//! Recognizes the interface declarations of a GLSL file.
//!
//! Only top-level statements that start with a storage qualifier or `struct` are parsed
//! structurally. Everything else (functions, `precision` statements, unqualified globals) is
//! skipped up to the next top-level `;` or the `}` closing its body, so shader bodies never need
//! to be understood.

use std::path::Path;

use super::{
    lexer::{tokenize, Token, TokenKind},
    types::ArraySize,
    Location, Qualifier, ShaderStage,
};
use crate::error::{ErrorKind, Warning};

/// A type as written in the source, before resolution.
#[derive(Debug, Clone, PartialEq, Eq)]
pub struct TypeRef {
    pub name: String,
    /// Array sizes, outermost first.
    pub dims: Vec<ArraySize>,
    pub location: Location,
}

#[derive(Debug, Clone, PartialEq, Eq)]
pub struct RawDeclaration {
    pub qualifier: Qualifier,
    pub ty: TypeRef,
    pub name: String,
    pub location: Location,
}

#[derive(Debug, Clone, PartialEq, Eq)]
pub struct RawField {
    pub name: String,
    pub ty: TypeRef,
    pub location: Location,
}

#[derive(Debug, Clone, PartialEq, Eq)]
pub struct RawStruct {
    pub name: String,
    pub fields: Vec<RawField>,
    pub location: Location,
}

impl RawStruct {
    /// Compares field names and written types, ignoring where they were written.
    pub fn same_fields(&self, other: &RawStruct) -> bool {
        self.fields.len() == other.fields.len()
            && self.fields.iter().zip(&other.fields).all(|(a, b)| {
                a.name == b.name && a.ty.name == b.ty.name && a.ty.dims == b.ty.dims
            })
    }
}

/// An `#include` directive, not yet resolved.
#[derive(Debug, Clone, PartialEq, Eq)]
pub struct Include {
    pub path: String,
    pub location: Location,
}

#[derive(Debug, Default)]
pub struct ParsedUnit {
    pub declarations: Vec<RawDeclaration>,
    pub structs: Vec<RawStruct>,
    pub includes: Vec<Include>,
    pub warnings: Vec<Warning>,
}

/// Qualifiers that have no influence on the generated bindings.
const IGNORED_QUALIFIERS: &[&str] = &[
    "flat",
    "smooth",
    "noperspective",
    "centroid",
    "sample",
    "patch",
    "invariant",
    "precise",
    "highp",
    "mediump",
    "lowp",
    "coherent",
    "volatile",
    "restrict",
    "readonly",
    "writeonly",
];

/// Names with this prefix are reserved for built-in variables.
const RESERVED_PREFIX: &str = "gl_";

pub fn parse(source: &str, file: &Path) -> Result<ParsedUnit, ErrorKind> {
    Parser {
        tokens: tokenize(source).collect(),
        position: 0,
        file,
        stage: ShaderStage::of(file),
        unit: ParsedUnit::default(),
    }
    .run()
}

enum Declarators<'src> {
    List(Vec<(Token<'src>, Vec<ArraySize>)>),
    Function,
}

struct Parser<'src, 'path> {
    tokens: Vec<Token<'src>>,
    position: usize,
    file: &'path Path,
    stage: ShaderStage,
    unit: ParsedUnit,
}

◆ ◆ ◆ ◆ ◆ ◆ ◆

ACTIVITY
From the very first line of the data through the line with "source, before resolution." in it, please reproduce each line exactly and output nothing more.

TASK RESPONSE
//! Recognizes the interface declarations of a GLSL file.
//!
//! Only top-level statements that start with a storage qualifier or `struct` are parsed
//! structurally. Everything else (functions, `precision` statements, unqualified globals) is
//! skipped up to the next top-level `;` or the `}` closing its body, so shader bodies never need
//! to be understood.

use std::path::Path;

use super::{
    lexer::{tokenize, Token, TokenKind},
    types::ArraySize,
    Location, Qualifier, ShaderStage,
};
use crate::error::{ErrorKind, Warning};

/// A type as written in the source, before resolution.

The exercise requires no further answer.